Bon, je vous disais, ou plutôt je disais à Camilo et à cette feuille du cahier que je ne comprenais pas pourquoi des petits bouts de mon corps tombent comme ça et Camilo ne me répondra pas parce qu’il s’est déjà endormi au beau milieu de ce fourré, avec les hélicoptères et le "tchac-tchac-tchac-tchac" des hélices au-dessus de nos têtes et je me souviens que "tchac" en tzotzil ça veut dire "cul" et cette histoire des hélicos qui font "cul-cul-cul" atterrit une fois encore sur mon cahier et mon autre moi me dit, mordillant ma pipe : "Ça rime à rien, personne ne va le lire" ; et le cahier, lui, ne dit rien, il se laisse faire et me laisse lui raconter comment apparaît sur le corps une fissure d’abord, qui se creuse ensuite, puis le bout se détache et tombe et je le remets et je l’attache avec une liane et ça ne me fait pas mal. Mais ça ne m’inquiète pas, sauf si je me trompais de côté...

Par exemple, si ce qui va du côté droit je le mets à gauche, ou vice versa ? Quelles implications politiques aurait cette erreur ? Bien sûr, jusqu’ici le problème ne s’est pas posé, parce qu’il ne m’est pas tombé de bouts des deux côtés en même temps... Mon autre moi se penche sur le cahier pour lire les dernières lignes et marmonne : "Personne ne va lire ça !" Il se retourne et prétend somnoler alors que les hélicoptères laissent la place aux grillons.

Aujourd’hui c’est le jour de l’amour et de l’amitié. Ici il n’y a pas d’autre amie que la mort, et pas d’autre amour que celui de son baiser... mortel...


PS : QUI PREVOIT UN REPROCHE.

De toutes les façons, il me vaudrait mieux mourir de celle-là que d’avoir un jour à affronter Eva (11) et d’essayer de lui expliquer pourquoi je n’ai pas pu évacuer ses cassettes vidéo de Bambi, du Livre de la jungle et de L’Ecole des vagabonds avec - somebody doubts it ? - Pedro Infante et Miroslava.
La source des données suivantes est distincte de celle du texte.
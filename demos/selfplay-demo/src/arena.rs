//! Match play decided by weighted coin flips.

use async_trait::async_trait;
use coach::arena::{Arena, MatchOutcome, Opponent};
use rand::prelude::*;
use rand::rngs::StdRng;
use crate::network::UniformNetwork;

const DRAW_RATE: f64 = 0.1;

pub struct CoinFlipArena {
    rng: StdRng,
}

impl CoinFlipArena {
    pub fn new(seed: u64) -> Self {
        Self {
            rng: StdRng::seed_from_u64(seed),
        }
    }
}

#[async_trait]
impl Arena<UniformNetwork> for CoinFlipArena {
    async fn play_match(
        &mut self,
        candidate: &UniformNetwork,
        opponent: Opponent<'_, UniformNetwork>,
        games: usize,
    ) -> anyhow::Result<MatchOutcome> {
        let win_chance = match opponent {
            Opponent::Random => 0.8,
            Opponent::Greedy => 0.6,
            // newer generations get a slight edge
            Opponent::Previous(best) if candidate.generation() > best.generation() => 0.55,
            Opponent::Previous(_) => 0.5,
        };

        let mut outcome = MatchOutcome::default();
        for _ in 0..games {
            if self.rng.gen_bool(DRAW_RATE) {
                outcome.draws += 1;
            } else if self.rng.gen_bool(win_chance) {
                outcome.candidate_wins += 1;
            } else {
                outcome.opponent_wins += 1;
            }
        }
        Ok(outcome)
    }
}
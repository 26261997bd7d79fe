//! A toy placement game: players alternately claim empty cells until the board
//! is full, and the winner is drawn at random. It exists to exercise the
//! evaluation protocol, not to be learned.

use anyhow::bail;
use coach::communication::{SlotId, SlotShape};
use coach::selfplay::{GameRecord, SelfPlay, WorkerContext};
use rand::distributions::WeightedIndex;
use rand::prelude::*;
use rand::rngs::StdRng;

pub struct ToyAgent {
    rng: StdRng,
}

impl ToyAgent {
    pub fn new(slot: SlotId, seed: u64) -> Self {
        Self {
            rng: StdRng::seed_from_u64(seed.wrapping_add(slot.0 as u64)),
        }
    }

    fn play_game(&mut self, ctx: &mut WorkerContext) -> anyhow::Result<()> {
        let shape = ctx.shape();
        let cells = shape.state_len();
        if shape.actions < cells {
            bail!("action space of {} cannot address {} cells", shape.actions, cells);
        }

        let mut board = vec![0.0f32; cells];
        let mut history: Vec<(Vec<f32>, Vec<f32>)> = Vec::with_capacity(cells);

        while board.iter().any(|cell| *cell == 0.0) {
            let evaluation = ctx.evaluate(|boards| fill_batch(boards, &board, shape))?;
            let policy = legal_policy(evaluation.policy(0), &board, shape);
            drop(evaluation);

            let chosen = WeightedIndex::new(&policy[..cells])?.sample(&mut self.rng);
            history.push((board.clone(), policy));
            board[chosen] = 1.0;
            // next player sees the board from their side
            board.iter_mut().for_each(|cell| *cell = -*cell);
        }

        let first_player_won = self.rng.gen_bool(0.5);
        for (ply, (state, policy)) in history.into_iter().enumerate() {
            let mover_won = (ply % 2 == 0) == first_player_won;
            let value = if mover_won { 1.0 } else { -1.0 };
            ctx.emit(GameRecord::new(state, policy, value))?;
        }
        ctx.finish_game();
        Ok(())
    }
}

impl SelfPlay for ToyAgent {
    fn play(&mut self, games: usize, ctx: &mut WorkerContext) -> anyhow::Result<()> {
        for _ in 0..games {
            self.play_game(ctx)?;
        }
        Ok(())
    }
}

/// Every row of the batch holds the current board.
fn fill_batch(boards: &mut [f32], board: &[f32], shape: SlotShape) {
    for row in boards.chunks_mut(shape.state_len()) {
        row.copy_from_slice(board);
    }
}

/// Masks occupied cells and renormalises. Falls back to uniform over empty cells.
fn legal_policy(raw: &[f32], board: &[f32], shape: SlotShape) -> Vec<f32> {
    let mut policy = vec![0.0; shape.actions];
    for (idx, cell) in board.iter().enumerate() {
        if *cell == 0.0 {
            policy[idx] = raw[idx].max(0.0);
        }
    }
    let total: f32 = policy.iter().sum();
    if total > 0.0 {
        policy.iter_mut().for_each(|p| *p /= total);
    } else {
        let empty = board.iter().filter(|cell| **cell == 0.0).count() as f32;
        for (idx, cell) in board.iter().enumerate() {
            if *cell == 0.0 {
                policy[idx] = 1.0 / empty;
            }
        }
    }
    policy
}

#[cfg(test)]
mod tests {
    use super::*;

    #[test]
    fn test_legal_policy_masks_occupied_cells() {
        let shape = SlotShape::new(1, 1, 4, 5);
        let policy = legal_policy(&[0.2; 5], &[1.0, 0.0, -1.0, 0.0], shape);
        assert_eq!(policy, vec![0.0, 0.5, 0.0, 0.5, 0.0]);
    }

    #[test]
    fn test_legal_policy_falls_back_to_uniform() {
        let shape = SlotShape::new(1, 1, 3, 3);
        let policy = legal_policy(&[0.0, 0.0, 0.0], &[0.0, 1.0, 0.0], shape);
        assert_eq!(policy, vec![0.5, 0.0, 0.5]);
    }
}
Eva a dit que Bambi est une fille, Heriberto dit que c’est un garçon. Eva a argumenté qu’on voyait que c’est une femelle à cause des yeux. Heriberto a dit que c’est un mâle à cause de sa paire (de cornes) - "Et en plus, à la fin, on en voit une, c’est sa fiancée", conclut Heriberto qui, comme on peut le voir, n’est pas un enfant mais un nain.


PS : QUI, LE COEUR BRISÉ, SE REMÉMORE UN GESTE DE MEPRIS.
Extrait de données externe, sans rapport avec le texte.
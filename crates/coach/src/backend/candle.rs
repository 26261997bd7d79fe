use async_trait::async_trait;
use candle_core::{DType, Device, Tensor};
use crate::core::{Evaluator, InputBatch, Prediction};

/// A two-headed network over candle tensors.
///
/// `forward` receives a `(batch, rows, cols)` tensor and returns the policy
/// head `(batch, actions)` and the value head with `batch` elements.
pub trait CandleNetwork: Send + Sync {
    fn forward(&self, input: &Tensor) -> candle_core::Result<(Tensor, Tensor)>;
}

pub struct CandleEvaluator<M> {
    model: M,
    device: Device,
}

impl<M: CandleNetwork> CandleEvaluator<M> {
    pub fn new(model: M, device: Device) -> Self {
        Self { model, device }
    }

    pub fn model(&self) -> &M {
        &self.model
    }

    pub fn device(&self) -> &Device {
        &self.device
    }
}

#[async_trait]
impl<M: CandleNetwork> Evaluator for CandleEvaluator<M> {
    async fn process(&self, input: InputBatch<'_>) -> anyhow::Result<Prediction> {
        let shape = input.shape();
        let boards = Tensor::from_slice(input.data(), (shape.batch, shape.rows, shape.cols), &self.device)?;
        let (policy, value) = self.model.forward(&boards)?;
        Ok(Prediction::new(flatten(&policy)?, flatten(&value)?))
    }
}

fn flatten(tensor: &Tensor) -> candle_core::Result<Vec<f32>> {
    tensor.flatten_all()?.to_dtype(DType::F32)?.to_vec1::<f32>()
}

#[cfg(test)]
mod tests {
    use super::*;
    use crate::communication::SlotShape;

    struct MeanNetwork {
        actions: usize,
    }

    impl CandleNetwork for MeanNetwork {
        fn forward(&self, input: &Tensor) -> candle_core::Result<(Tensor, Tensor)> {
            let batch = input.dim(0)?;
            let policy = Tensor::full(1.0 / self.actions as f32, (batch, self.actions), input.device())?;
            let value = input.flatten_from(1)?.mean(1)?;
            Ok((policy, value))
        }
    }

    #[tokio::test]
    async fn test_candle_evaluator_flattens_heads() {
        let evaluator = CandleEvaluator::new(MeanNetwork { actions: 4 }, Device::Cpu);
        let shape = SlotShape::new(2, 1, 2, 4);
        let data = [1.0, 3.0, -2.0, 0.0];

        let prediction = evaluator.process(InputBatch::new(&data, shape)).await.unwrap();

        assert_eq!(prediction.policy, vec![0.25; 8]);
        assert_eq!(prediction.value, vec![2.0, -1.0]);
    }
}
La Toñita aussi s’est enfuie en courant vers les montagnes. Elle portait des petits souliers blancs tout neufs qu’une bonne personne lui avait envoyés de quelque part. La Toñita a pris ses souliers à la main. "Pourquoi tu ne les mets pas ?", lui ai-je demandé après avoir essuyé un geste de refus à ma énième demande de bisou. "Ben, parce qu’ils vont se salir !", m’a-t-elle répondu, avec cette logique sans appel de petite fille de six ans dans la jungle lacandone. Je ne l’ai plus revue...
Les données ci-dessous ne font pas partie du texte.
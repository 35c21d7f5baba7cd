//! The opaque interval value contract (spec §6.2, component C1).
//!
//! The tree is generic over `V: IntervalValue` and never inspects the
//! payload itself; it only needs `chr`/`start`/`end`, a total order, and an
//! equality predicate. [`GenomicInterval`] is a concrete reference
//! implementation used by the test suite and is a reasonable default for
//! callers that don't already have their own chromosomal-region type.
use std::cmp::Ordering;
use std::fmt::{Debug, Display, Formatter};

/// Strand orientation of a genomic feature.
#[derive(Debug, Clone, Copy, PartialEq, Eq)]
pub enum Strand {
    Forward,
    Reverse,
}

impl Display for Strand {
    fn fmt(&self, f: &mut Formatter<'_>) -> std::fmt::Result {
        f.write_str(match self {
            Strand::Forward => "+",
            Strand::Reverse => "-",
        })
    }
}

/// The contract every interval value stored in the tree must satisfy.
///
/// Structural equality (`equal_to`) is required rather than optional here
/// (unlike the source's `equalTo`, which falls back to reference identity
/// when the caller supplies no predicate): Rust has no ambient notion of
/// "no predicate given", so implementers state their own equality. For the
/// common case of plain data this is just `#[derive(PartialEq)]`.
pub trait IntervalValue: Clone + PartialEq {
    fn chr(&self) -> &str;
    fn start(&self) -> i64;
    fn end(&self) -> i64;
    fn strand(&self) -> Option<Strand> {
        None
    }

    /// Structurally equal: same chromosome/coordinates and the payload's
    /// own equality predicate agrees. The default is `PartialEq`.
    fn equal_to(&self, other: &Self) -> bool {
        self == other
    }

    /// Total order: start asc, then end asc, then an implementation-defined
    /// tiebreak. The default tiebreak is strand (forward before reverse,
    /// unstranded last), which is enough to make the order total for
    /// `GenomicInterval` and is a reasonable default for callers that don't
    /// need a richer tiebreak.
    fn compare(a: &Self, b: &Self) -> Ordering {
        a.start()
            .cmp(&b.start())
            .then_with(|| a.end().cmp(&b.end()))
            .then_with(|| strand_rank(a.strand()).cmp(&strand_rank(b.strand())))
    }

    /// Whether `self` and `other` overlap as half-open `[start, end)`
    /// intervals on the same chromosome.
    fn overlaps(&self, other: &Self) -> bool {
        self.chr() == other.chr() && self.start() < other.end() && other.start() < self.end()
    }

    /// Expands `self` to additionally cover `other`, when the two are
    /// touching or overlapping (`self.end() >= other.start()` on the same
    /// chromosome). Returns whether the expansion happened.
    fn assimilate(&mut self, other: &Self) -> bool;

    /// Absorbs `other` as a directly-following successor, extending `self`
    /// to `other.end()`. Used when two runs of the same logical feature are
    /// concatenated back together (e.g. after a merge of adjacent bins).
    fn concat(&mut self, other: &Self) {
        self.assimilate(other);
    }

    /// The coordinate ranges covered by `self` but not by `other`, as
    /// `(start, end)` pairs on `self.chr()`. Empty if `other` fully covers
    /// `self`.
    fn get_minus(&self, other: &Self) -> Vec<(i64, i64)> {
        if self.chr() != other.chr() || !self.overlaps(other) {
            return vec![(self.start(), self.end())];
        }
        let mut out = Vec::new();
        if self.start() < other.start() {
            out.push((self.start(), other.start()));
        }
        if other.end() < self.end() {
            out.push((other.end(), self.end()));
        }
        out
    }

    fn region_to_string(&self) -> String {
        format!("{}:{}-{}", self.chr(), self.start(), self.end())
    }
}

fn strand_rank(strand: Option<Strand>) -> u8 {
    match strand {
        Some(Strand::Forward) => 0,
        Some(Strand::Reverse) => 1,
        None => 2,
    }
}

/// A reference chromosomal-region value: `(chr, start, end)` plus an
/// optional strand and an arbitrary payload.
#[derive(Debug, Clone, PartialEq)]
pub struct GenomicInterval<P = ()> {
    pub chr: String,
    pub start: i64,
    pub end: i64,
    pub strand: Option<Strand>,
    pub payload: P,
}

impl<P: Clone + PartialEq> GenomicInterval<P> {
    pub fn new(chr: impl Into<String>, start: i64, end: i64, payload: P) -> Self {
        Self {
            chr: chr.into(),
            start,
            end,
            strand: None,
            payload,
        }
    }

    pub fn with_strand(mut self, strand: Strand) -> Self {
        self.strand = Some(strand);
        self
    }
}

impl<P: Clone + PartialEq> IntervalValue for GenomicInterval<P> {
    fn chr(&self) -> &str {
        &self.chr
    }

    fn start(&self) -> i64 {
        self.start
    }

    fn end(&self) -> i64 {
        self.end
    }

    fn strand(&self) -> Option<Strand> {
        self.strand
    }

    fn assimilate(&mut self, other: &Self) -> bool {
        if self.chr != other.chr || self.end < other.start || other.end < self.start {
            return false;
        }
        self.start = self.start.min(other.start);
        self.end = self.end.max(other.end);
        true
    }
}

impl<P: Display> Display for GenomicInterval<P> {
    fn fmt(&self, f: &mut Formatter<'_>) -> std::fmt::Result {
        write!(f, "{}:{}-{}", self.chr, self.start, self.end)?;
        if let Some(strand) = self.strand {
            write!(f, "({strand})")?;
        }
        write!(f, " {}", self.payload)
    }
}

#[cfg(test)]
mod test {
    use super::*;

    #[test]
    fn compare_orders_by_start_then_end_then_strand() {
        let a = GenomicInterval::new("chr1", 5, 100, 0).with_strand(Strand::Reverse);
        let b = GenomicInterval::new("chr1", 5, 100, 0).with_strand(Strand::Forward);
        assert_eq!(IntervalValue::compare(&b, &a), Ordering::Less);
    }

    #[test]
    fn get_minus_returns_uncovered_flanks() {
        let a = GenomicInterval::new("chr1", 0, 100, 0);
        let b = GenomicInterval::new("chr1", 20, 50, 0);
        assert_eq!(a.get_minus(&b), vec![(0, 20), (50, 100)]);
    }

    #[test]
    fn assimilate_expands_when_touching() {
        let mut a = GenomicInterval::new("chr1", 0, 10, 0);
        let b = GenomicInterval::new("chr1", 10, 20, 0);
        assert!(a.assimilate(&b));
        assert_eq!((a.start, a.end), (0, 20));
    }

    #[test]
    fn assimilate_rejects_disjoint() {
        let mut a = GenomicInterval::new("chr1", 0, 10, 0);
        let b = GenomicInterval::new("chr1", 20, 30, 0);
        assert!(!a.assimilate(&b));
    }
}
PS : QUI SE PROPOSE COMME ASSISTANT DU GOUVERNEMENT SUPREME.

Moi, post-scriptum récurrent, je recommande au gouvernement de lever tout de suite l’ordre de capture lancé contre le Sup (12). Il se trouve que, depuis qu’il se sait poursuivi, le Sup est insupportable. Et je ne parle pas seulement de son obsession pour la mort, mais voilà qu’il se prend vraiment pour Juan del diablo et il passe son temps à nous dire de ne pas nous en faire, que El Tuerto (13) va venir nous sauver...

Mais ça n’est pas le plus grave ; le pire c’est qu’il ne nous laisse pas dormir, à nous parler de ce qu’il pense faire quand il rencontrera telle Mónica ou telle Aimée. Ce qu’il compte faire ? Rien de bien joli, croyez-moi ! Ma réserve m’empêche d’entrer dans les détails.

J’ai essayé de le décourager en lui disant que ce feuilleton ne passait plus depuis longtemps, mais il a dit qu’il irait donc chercher la Marimar (13). Je lui ai rappelé notre veto à Televisa (14) et il m’a répondu que puisque c’était comme ça, il s’en irait avec les petites minettes de Poorcell (15).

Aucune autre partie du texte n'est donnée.